▶ TASK DESCRIPTION:
From the listing below, return every line with the string "PacketTooShort" in it.

***

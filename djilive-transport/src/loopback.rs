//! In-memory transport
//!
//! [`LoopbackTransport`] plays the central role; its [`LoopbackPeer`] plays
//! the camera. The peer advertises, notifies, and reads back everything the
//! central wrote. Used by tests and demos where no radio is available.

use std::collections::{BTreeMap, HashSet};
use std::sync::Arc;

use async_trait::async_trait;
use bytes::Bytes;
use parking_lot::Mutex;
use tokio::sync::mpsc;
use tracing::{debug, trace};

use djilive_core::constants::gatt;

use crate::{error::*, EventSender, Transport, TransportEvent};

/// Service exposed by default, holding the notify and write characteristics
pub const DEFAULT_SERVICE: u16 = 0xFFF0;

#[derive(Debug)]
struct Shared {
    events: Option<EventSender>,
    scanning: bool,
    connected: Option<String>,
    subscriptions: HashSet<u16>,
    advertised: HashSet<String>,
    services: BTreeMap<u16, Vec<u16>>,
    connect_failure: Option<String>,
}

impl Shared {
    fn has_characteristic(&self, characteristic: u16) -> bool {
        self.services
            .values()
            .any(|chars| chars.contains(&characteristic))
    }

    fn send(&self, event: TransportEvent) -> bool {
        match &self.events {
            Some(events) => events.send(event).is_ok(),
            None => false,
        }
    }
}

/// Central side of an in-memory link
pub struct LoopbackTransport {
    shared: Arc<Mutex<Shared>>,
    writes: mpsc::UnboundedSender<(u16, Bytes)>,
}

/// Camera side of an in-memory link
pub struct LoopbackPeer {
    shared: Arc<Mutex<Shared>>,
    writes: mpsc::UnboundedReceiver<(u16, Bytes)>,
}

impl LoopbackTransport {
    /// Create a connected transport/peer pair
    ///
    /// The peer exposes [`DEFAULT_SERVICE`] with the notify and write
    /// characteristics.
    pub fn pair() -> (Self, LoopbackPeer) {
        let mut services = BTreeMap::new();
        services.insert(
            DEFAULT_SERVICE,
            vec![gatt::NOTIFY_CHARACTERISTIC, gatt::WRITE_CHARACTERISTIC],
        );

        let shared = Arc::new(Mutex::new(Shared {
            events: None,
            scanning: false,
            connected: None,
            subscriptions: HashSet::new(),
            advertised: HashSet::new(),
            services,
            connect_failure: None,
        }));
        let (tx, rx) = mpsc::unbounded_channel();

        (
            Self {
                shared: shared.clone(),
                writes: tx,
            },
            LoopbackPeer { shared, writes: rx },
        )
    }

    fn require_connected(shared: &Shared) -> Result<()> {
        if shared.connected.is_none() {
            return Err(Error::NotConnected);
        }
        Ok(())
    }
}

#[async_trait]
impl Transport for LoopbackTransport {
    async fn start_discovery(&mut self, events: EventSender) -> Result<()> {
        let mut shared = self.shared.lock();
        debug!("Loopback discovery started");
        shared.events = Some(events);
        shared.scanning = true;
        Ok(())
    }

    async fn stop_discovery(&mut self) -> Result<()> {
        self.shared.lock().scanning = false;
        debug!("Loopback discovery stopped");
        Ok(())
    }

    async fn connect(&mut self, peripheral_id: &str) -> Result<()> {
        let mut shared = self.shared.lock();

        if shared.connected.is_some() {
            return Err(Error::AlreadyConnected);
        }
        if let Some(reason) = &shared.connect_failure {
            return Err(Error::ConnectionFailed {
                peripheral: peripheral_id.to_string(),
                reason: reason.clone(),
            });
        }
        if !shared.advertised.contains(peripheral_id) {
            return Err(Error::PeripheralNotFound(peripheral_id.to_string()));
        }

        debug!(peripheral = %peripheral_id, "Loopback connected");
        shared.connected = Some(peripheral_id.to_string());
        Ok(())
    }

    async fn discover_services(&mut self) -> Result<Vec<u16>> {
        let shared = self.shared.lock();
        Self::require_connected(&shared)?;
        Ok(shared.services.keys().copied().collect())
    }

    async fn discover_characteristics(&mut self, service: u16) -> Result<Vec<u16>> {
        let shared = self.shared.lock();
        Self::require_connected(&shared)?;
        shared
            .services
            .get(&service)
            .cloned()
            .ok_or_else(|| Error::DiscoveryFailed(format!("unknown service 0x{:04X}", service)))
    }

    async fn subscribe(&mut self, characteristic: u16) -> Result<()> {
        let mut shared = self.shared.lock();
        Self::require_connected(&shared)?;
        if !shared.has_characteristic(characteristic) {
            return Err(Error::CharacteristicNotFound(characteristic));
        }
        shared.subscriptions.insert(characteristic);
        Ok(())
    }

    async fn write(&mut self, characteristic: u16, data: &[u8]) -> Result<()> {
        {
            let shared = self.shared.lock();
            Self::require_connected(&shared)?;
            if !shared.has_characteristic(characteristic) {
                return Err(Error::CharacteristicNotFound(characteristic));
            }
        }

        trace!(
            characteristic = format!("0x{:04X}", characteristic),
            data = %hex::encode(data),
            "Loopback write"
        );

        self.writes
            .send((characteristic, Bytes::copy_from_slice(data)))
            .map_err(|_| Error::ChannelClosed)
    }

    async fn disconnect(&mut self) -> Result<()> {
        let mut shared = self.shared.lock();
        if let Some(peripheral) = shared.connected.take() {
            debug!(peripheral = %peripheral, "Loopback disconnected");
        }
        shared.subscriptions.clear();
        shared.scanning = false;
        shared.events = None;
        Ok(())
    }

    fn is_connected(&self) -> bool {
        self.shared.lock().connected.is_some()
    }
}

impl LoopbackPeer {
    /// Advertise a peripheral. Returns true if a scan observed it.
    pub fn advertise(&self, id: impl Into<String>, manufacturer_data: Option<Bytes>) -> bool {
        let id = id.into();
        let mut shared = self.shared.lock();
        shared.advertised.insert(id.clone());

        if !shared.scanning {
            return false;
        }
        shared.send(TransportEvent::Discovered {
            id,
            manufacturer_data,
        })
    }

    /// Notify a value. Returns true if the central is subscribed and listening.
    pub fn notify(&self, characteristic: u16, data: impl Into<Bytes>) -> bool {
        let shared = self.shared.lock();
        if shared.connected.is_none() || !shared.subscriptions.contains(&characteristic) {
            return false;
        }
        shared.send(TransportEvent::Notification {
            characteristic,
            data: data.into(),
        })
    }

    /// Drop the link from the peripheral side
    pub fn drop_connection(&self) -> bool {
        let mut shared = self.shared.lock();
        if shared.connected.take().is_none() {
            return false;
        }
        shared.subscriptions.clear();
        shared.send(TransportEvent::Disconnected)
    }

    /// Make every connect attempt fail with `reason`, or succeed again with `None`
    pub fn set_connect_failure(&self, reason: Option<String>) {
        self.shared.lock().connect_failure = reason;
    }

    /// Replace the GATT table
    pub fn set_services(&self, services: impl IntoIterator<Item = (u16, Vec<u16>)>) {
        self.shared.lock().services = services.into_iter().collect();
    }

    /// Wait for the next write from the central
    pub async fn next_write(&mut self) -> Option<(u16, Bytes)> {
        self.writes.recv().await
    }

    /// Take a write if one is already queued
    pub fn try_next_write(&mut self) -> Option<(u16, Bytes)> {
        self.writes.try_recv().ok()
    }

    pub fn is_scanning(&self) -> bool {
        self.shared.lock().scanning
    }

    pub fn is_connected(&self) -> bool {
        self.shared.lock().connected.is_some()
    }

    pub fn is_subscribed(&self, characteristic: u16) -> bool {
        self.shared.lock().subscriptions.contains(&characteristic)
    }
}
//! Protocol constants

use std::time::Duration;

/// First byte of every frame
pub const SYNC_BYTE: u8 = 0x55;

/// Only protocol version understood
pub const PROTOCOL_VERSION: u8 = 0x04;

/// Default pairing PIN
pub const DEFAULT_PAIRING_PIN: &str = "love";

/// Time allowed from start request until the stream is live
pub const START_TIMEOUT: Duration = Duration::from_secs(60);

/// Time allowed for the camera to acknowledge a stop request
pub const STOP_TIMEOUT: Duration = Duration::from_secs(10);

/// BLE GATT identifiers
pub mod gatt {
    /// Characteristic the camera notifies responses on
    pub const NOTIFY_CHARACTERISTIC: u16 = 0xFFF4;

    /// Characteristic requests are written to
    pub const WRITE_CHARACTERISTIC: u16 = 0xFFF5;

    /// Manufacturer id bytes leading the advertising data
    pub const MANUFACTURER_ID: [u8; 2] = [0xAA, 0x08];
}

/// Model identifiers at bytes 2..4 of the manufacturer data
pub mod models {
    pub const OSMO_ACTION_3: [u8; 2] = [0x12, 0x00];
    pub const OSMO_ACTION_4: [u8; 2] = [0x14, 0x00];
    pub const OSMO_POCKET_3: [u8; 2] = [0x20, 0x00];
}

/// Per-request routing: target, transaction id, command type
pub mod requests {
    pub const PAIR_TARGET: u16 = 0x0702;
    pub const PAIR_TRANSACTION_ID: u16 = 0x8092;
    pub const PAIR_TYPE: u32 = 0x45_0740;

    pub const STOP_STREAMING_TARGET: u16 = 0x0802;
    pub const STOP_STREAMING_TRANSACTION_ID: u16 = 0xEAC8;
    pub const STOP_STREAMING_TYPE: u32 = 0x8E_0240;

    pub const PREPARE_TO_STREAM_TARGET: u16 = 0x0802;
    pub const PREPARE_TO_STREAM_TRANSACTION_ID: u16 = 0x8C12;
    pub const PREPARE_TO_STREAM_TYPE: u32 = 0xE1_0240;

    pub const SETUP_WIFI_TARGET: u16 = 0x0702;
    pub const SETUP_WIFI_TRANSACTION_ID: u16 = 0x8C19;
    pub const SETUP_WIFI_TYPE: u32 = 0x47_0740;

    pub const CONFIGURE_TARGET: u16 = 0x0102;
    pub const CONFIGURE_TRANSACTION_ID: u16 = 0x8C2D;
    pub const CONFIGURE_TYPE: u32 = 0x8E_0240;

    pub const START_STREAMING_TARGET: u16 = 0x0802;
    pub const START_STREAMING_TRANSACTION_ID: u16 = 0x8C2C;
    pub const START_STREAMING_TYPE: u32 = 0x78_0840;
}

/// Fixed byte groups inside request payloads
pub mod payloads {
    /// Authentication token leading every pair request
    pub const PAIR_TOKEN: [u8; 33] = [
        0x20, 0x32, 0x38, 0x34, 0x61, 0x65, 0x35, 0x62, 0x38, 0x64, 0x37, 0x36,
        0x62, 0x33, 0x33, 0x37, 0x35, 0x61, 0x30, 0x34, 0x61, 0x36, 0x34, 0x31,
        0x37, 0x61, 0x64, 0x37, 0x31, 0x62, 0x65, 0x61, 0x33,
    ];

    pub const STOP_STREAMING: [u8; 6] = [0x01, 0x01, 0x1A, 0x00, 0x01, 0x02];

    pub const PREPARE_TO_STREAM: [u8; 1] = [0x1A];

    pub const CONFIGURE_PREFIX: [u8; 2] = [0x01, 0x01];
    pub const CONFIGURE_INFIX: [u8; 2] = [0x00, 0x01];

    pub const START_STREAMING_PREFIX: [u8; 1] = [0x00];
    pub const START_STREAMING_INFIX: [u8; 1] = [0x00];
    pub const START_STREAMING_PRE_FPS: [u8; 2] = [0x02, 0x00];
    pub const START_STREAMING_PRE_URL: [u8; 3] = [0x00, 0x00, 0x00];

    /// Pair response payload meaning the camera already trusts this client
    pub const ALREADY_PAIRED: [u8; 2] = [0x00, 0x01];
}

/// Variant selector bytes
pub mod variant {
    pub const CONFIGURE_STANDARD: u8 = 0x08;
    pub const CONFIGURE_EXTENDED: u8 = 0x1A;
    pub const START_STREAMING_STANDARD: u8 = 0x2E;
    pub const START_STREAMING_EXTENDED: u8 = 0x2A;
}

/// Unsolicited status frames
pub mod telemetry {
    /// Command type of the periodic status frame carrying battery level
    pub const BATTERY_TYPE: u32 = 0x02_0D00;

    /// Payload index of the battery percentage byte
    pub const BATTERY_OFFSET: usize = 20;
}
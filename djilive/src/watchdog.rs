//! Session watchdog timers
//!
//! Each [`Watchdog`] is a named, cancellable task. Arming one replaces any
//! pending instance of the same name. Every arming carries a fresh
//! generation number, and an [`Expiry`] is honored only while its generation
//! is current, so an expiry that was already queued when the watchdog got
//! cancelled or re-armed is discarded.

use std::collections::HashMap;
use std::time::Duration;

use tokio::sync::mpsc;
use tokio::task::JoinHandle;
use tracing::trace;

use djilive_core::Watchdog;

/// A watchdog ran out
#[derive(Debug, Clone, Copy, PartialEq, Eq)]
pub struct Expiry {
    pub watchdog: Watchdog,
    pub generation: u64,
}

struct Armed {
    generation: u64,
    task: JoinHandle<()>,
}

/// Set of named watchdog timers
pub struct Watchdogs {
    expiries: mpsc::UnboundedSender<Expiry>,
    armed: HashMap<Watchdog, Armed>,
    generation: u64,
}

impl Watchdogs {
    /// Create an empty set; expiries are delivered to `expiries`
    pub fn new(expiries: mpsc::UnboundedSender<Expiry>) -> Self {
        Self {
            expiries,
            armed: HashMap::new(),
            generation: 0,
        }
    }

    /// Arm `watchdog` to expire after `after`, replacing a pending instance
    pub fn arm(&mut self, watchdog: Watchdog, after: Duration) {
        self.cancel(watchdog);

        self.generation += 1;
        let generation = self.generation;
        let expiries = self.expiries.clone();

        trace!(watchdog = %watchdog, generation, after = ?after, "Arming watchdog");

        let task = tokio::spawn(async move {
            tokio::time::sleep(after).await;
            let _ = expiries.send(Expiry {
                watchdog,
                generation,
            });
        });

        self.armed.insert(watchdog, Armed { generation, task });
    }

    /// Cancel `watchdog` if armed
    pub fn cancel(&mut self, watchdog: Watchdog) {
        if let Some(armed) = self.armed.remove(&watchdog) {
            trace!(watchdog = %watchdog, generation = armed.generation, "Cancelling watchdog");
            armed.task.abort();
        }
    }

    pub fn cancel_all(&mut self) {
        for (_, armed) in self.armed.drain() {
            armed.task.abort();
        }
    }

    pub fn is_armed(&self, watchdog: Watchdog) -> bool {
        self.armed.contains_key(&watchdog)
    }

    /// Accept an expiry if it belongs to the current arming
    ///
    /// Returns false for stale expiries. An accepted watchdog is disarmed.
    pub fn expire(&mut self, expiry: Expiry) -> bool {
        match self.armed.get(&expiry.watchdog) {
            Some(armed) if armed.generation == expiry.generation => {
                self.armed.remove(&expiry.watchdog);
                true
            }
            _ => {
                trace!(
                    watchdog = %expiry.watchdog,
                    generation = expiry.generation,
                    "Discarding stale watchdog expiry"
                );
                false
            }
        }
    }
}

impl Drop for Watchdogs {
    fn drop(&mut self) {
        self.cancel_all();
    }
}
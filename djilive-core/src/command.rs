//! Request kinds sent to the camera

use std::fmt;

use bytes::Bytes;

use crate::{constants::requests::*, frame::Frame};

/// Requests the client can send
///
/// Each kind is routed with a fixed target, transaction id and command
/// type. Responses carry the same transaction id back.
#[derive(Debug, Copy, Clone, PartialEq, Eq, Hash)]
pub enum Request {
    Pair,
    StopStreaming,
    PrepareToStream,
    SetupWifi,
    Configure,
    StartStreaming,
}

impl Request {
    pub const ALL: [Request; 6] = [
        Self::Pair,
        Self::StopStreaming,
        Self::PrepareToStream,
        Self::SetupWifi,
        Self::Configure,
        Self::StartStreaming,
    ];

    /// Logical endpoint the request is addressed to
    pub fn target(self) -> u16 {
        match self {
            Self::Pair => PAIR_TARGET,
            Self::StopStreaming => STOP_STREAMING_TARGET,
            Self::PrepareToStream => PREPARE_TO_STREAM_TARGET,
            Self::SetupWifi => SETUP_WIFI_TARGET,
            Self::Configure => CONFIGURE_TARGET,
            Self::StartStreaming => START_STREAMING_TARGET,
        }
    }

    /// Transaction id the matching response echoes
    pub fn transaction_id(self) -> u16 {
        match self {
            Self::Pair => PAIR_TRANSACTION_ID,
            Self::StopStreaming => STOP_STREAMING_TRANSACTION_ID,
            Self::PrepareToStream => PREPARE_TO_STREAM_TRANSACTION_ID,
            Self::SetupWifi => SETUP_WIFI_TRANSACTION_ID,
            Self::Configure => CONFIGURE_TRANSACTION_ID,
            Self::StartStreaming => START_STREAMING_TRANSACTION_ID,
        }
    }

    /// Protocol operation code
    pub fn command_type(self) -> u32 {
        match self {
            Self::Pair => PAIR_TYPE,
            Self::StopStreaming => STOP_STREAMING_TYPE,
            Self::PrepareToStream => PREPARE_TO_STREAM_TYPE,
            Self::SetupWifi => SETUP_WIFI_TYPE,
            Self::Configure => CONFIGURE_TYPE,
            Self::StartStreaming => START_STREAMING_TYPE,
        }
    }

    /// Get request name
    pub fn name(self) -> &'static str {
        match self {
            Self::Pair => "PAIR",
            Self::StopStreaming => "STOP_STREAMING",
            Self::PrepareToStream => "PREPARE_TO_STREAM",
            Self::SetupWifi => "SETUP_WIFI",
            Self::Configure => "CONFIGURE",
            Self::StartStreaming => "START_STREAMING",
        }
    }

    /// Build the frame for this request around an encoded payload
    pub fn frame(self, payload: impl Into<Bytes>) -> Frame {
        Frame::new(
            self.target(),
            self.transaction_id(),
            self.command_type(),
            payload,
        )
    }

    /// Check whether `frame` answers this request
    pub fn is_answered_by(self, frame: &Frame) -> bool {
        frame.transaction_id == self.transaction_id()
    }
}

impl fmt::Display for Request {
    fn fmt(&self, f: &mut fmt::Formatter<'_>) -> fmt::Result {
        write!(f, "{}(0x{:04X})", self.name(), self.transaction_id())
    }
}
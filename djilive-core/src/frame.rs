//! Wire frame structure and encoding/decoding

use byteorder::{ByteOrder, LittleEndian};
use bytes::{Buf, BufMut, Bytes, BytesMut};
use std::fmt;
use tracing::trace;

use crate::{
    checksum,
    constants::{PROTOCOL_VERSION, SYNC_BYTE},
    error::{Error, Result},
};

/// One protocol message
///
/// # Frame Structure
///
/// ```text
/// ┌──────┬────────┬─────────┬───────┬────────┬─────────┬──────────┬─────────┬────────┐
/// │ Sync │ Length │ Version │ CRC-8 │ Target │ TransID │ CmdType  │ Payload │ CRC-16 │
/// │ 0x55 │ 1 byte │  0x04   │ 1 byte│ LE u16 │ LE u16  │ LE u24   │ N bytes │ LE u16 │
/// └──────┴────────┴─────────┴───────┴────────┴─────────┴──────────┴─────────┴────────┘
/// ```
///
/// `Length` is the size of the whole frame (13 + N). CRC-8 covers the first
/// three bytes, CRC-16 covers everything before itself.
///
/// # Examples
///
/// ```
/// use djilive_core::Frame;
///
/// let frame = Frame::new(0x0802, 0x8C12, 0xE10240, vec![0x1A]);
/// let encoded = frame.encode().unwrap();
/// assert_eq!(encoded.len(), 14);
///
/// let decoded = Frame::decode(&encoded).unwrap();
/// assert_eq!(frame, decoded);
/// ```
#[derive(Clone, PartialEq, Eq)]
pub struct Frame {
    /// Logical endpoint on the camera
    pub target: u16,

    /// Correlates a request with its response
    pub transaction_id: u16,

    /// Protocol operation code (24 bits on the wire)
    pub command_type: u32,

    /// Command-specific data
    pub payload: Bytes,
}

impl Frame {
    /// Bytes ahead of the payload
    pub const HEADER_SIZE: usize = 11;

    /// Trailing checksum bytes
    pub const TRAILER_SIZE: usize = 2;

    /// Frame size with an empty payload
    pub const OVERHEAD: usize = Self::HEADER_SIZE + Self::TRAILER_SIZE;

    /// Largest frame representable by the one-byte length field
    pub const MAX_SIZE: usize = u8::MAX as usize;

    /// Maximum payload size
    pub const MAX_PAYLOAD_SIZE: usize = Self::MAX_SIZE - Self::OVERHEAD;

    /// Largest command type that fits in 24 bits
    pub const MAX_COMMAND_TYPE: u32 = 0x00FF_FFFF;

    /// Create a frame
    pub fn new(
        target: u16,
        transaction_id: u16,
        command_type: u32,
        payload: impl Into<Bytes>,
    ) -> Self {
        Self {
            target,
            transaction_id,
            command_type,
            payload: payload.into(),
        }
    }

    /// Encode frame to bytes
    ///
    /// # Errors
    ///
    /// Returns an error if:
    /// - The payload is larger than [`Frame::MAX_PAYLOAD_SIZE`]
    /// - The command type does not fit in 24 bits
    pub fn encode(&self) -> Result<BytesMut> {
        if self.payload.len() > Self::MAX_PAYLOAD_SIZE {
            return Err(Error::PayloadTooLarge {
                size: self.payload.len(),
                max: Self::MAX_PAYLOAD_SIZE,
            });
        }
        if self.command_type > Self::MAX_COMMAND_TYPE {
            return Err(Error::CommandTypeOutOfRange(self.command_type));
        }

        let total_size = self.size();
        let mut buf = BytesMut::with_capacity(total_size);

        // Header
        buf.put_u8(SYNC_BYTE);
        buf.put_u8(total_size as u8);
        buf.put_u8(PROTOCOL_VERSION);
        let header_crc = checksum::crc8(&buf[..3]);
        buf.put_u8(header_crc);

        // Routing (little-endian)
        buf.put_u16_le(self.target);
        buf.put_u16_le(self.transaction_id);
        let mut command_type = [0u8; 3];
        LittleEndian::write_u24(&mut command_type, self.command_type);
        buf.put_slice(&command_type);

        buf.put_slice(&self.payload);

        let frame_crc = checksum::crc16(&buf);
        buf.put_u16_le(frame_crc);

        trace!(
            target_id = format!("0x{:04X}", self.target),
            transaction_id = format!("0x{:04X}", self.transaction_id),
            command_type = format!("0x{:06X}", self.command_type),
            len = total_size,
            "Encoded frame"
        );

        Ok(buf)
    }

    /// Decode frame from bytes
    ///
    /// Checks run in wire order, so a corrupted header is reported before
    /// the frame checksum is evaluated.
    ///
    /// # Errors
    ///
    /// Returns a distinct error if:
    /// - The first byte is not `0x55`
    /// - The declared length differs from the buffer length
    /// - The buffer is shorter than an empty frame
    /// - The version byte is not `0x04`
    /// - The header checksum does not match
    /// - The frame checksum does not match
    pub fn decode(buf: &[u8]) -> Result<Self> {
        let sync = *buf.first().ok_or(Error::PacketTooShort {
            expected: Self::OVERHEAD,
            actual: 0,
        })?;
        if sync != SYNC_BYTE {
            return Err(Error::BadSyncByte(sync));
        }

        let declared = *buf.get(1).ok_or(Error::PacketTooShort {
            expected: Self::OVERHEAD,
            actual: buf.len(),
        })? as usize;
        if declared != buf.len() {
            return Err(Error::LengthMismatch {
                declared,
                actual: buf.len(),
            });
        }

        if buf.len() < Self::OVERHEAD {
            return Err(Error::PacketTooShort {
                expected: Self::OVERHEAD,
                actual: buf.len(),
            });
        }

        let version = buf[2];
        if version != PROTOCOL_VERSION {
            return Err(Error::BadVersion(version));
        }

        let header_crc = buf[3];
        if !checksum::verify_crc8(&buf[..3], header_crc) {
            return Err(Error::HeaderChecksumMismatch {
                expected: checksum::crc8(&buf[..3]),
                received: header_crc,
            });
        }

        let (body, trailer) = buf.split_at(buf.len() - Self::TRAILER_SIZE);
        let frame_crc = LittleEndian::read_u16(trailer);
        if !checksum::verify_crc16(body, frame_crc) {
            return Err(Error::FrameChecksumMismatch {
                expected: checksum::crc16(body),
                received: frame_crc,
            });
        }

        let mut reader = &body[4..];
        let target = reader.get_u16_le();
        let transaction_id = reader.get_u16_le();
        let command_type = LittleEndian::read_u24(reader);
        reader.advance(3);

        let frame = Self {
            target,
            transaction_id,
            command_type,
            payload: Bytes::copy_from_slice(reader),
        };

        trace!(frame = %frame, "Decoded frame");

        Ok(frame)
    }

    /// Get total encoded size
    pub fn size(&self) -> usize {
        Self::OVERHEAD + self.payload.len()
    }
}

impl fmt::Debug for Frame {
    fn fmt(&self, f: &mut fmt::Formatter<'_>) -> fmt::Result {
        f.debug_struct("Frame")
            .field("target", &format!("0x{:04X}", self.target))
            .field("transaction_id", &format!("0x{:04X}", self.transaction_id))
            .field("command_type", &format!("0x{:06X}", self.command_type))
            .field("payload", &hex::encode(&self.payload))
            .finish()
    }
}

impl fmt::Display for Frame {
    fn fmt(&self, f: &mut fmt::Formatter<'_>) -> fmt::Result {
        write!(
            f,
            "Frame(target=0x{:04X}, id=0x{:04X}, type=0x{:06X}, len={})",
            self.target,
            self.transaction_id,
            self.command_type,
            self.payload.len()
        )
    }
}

***

▶ SOLVED EXERCISE:
        let sync = *buf.first().ok_or(Error::PacketTooShort {
        let declared = *buf.get(1).ok_or(Error::PacketTooShort {
            return Err(Error::PacketTooShort {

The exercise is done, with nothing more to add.